*PROBLEM DETAILS*.
Provide an exact repetition of every entry, with no word altered.

====== DATASET RECORDS ======

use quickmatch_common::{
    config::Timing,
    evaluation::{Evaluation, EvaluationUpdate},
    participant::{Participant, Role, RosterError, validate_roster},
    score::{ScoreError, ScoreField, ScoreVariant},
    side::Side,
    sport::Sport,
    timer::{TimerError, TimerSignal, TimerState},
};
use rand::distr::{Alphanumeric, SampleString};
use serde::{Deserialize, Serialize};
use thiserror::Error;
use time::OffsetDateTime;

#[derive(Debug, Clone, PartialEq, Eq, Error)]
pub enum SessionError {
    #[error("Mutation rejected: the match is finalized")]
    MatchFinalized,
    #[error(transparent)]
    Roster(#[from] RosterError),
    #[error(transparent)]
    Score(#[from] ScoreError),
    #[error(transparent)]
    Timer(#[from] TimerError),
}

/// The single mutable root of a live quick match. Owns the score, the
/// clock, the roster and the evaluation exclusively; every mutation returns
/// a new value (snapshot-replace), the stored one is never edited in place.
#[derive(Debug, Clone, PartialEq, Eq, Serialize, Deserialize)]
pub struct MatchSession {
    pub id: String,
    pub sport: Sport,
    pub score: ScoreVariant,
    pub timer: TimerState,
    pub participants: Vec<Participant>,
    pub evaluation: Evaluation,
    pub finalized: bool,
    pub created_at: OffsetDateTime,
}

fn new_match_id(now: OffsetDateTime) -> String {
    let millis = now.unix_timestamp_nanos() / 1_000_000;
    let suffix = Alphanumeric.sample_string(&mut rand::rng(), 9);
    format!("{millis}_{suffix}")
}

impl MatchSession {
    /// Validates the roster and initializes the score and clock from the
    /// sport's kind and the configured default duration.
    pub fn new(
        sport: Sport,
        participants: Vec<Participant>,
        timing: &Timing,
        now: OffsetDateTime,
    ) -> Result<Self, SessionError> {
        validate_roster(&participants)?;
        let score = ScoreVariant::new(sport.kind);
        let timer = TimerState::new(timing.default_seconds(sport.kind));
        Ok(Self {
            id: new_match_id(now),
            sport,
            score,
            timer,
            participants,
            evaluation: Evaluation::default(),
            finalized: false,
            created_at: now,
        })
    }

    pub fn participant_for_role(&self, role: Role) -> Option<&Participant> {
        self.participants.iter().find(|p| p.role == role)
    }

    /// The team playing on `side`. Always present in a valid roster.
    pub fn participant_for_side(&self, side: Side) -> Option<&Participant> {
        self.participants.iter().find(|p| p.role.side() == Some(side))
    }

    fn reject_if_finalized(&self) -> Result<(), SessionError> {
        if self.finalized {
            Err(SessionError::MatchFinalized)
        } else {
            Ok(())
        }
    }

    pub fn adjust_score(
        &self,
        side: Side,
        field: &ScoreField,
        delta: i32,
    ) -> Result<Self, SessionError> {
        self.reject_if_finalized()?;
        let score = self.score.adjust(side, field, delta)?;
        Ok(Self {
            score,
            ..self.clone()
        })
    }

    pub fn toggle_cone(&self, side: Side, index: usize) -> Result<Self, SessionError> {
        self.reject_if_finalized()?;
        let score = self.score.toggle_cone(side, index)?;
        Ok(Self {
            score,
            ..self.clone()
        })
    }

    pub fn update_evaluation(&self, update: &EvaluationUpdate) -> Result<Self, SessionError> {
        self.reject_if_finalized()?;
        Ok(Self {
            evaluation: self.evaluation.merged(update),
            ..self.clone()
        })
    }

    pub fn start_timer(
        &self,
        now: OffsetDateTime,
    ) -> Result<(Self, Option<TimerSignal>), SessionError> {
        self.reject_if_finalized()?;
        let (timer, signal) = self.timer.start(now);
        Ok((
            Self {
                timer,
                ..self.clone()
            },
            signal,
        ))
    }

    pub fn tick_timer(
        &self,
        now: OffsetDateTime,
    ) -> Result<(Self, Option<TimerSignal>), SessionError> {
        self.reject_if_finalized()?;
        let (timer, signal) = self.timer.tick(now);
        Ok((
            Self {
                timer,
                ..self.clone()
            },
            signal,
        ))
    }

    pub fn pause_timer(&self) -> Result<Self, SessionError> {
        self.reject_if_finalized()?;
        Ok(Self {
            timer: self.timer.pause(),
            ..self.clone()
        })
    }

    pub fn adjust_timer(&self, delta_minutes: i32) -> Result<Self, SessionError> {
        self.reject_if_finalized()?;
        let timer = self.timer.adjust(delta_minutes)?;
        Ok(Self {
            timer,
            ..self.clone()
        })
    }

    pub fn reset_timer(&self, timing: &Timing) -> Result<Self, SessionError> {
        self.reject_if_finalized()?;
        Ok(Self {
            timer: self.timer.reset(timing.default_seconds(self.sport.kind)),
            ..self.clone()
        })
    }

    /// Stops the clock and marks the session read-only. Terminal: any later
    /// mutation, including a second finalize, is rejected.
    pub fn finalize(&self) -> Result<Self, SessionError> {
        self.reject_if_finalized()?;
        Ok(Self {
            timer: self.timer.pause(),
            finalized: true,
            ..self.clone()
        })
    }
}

======

*REPLY*.
use quickmatch_common::{
    config::Timing,
    evaluation::{Evaluation, EvaluationUpdate},
    participant::{Participant, Role, RosterError, validate_roster},
    score::{ScoreError, ScoreField, ScoreVariant},
    side::Side,
    sport::Sport,
    timer::{TimerError, TimerSignal, TimerState},
};
use rand::distr::{Alphanumeric, SampleString};
use serde::{Deserialize, Serialize};
use thiserror::Error;
use time::OffsetDateTime;

#[derive(Debug, Clone, PartialEq, Eq, Error)]
pub enum SessionError {
    #[error("Mutation rejected: the match is finalized")]
    MatchFinalized,
    #[error(transparent)]
    Roster(#[from] RosterError),
    #[error(transparent)]
    Score(#[from] ScoreError),
    #[error(transparent)]
    Timer(#[from] TimerError),
}

/// The single mutable root of a live quick match. Owns the score, the
/// clock, the roster and the evaluation exclusively; every mutation returns
/// a new value (snapshot-replace), the stored one is never edited in place.
#[derive(Debug, Clone, PartialEq, Eq, Serialize, Deserialize)]
pub struct MatchSession {
    pub id: String,
    pub sport: Sport,
    pub score: ScoreVariant,
    pub timer: TimerState,
    pub participants: Vec<Participant>,
    pub evaluation: Evaluation,
    pub finalized: bool,
    pub created_at: OffsetDateTime,
}

fn new_match_id(now: OffsetDateTime) -> String {
    let millis = now.unix_timestamp_nanos() / 1_000_000;
    let suffix = Alphanumeric.sample_string(&mut rand::rng(), 9);
    format!("{millis}_{suffix}")
}

impl MatchSession {
    /// Validates the roster and initializes the score and clock from the
    /// sport's kind and the configured default duration.
    pub fn new(
        sport: Sport,
        participants: Vec<Participant>,
        timing: &Timing,
        now: OffsetDateTime,
    ) -> Result<Self, SessionError> {
        validate_roster(&participants)?;
        let score = ScoreVariant::new(sport.kind);
        let timer = TimerState::new(timing.default_seconds(sport.kind));
        Ok(Self {
            id: new_match_id(now),
            sport,
            score,
            timer,
            participants,
            evaluation: Evaluation::default(),
            finalized: false,
            created_at: now,
        })
    }

    pub fn participant_for_role(&self, role: Role) -> Option<&Participant> {
        self.participants.iter().find(|p| p.role == role)
    }

    /// The team playing on `side`. Always present in a valid roster.
    pub fn participant_for_side(&self, side: Side) -> Option<&Participant> {
        self.participants.iter().find(|p| p.role.side() == Some(side))
    }

    fn reject_if_finalized(&self) -> Result<(), SessionError> {
        if self.finalized {
            Err(SessionError::MatchFinalized)
        } else {
            Ok(())
        }
    }

    pub fn adjust_score(
        &self,
        side: Side,
        field: &ScoreField,
        delta: i32,
    ) -> Result<Self, SessionError> {
        self.reject_if_finalized()?;
        let score = self.score.adjust(side, field, delta)?;
        Ok(Self {
            score,
            ..self.clone()
        })
    }

    pub fn toggle_cone(&self, side: Side, index: usize) -> Result<Self, SessionError> {
        self.reject_if_finalized()?;
        let score = self.score.toggle_cone(side, index)?;
        Ok(Self {
            score,
            ..self.clone()
        })
    }

    pub fn update_evaluation(&self, update: &EvaluationUpdate) -> Result<Self, SessionError> {
        self.reject_if_finalized()?;
        Ok(Self {
            evaluation: self.evaluation.merged(update),
            ..self.clone()
        })
    }

    pub fn start_timer(
        &self,
        now: OffsetDateTime,
    ) -> Result<(Self, Option<TimerSignal>), SessionError> {
        self.reject_if_finalized()?;
        let (timer, signal) = self.timer.start(now);
        Ok((
            Self {
                timer,
                ..self.clone()
            },
            signal,
        ))
    }

    pub fn tick_timer(
        &self,
        now: OffsetDateTime,
    ) -> Result<(Self, Option<TimerSignal>), SessionError> {
        self.reject_if_finalized()?;
        let (timer, signal) = self.timer.tick(now);
        Ok((
            Self {
                timer,
                ..self.clone()
            },
            signal,
        ))
    }

    pub fn pause_timer(&self) -> Result<Self, SessionError> {
        self.reject_if_finalized()?;
        Ok(Self {
            timer: self.timer.pause(),
            ..self.clone()
        })
    }

    pub fn adjust_timer(&self, delta_minutes: i32) -> Result<Self, SessionError> {
        self.reject_if_finalized()?;
        let timer = self.timer.adjust(delta_minutes)?;
        Ok(Self {
            timer,
            ..self.clone()
        })
    }

    pub fn reset_timer(&self, timing: &Timing) -> Result<Self, SessionError> {
        self.reject_if_finalized()?;
        Ok(Self {
            timer: self.timer.reset(timing.default_seconds(self.sport.kind)),
            ..self.clone()
        })
    }

    /// Stops the clock and marks the session read-only. Terminal: any later
    /// mutation, including a second finalize, is rejected.
    pub fn finalize(&self) -> Result<Self, SessionError> {
        self.reject_if_finalized()?;
        Ok(Self {
            timer: self.timer.pause(),
            finalized: true,
            ..self.clone()
        })
    }
}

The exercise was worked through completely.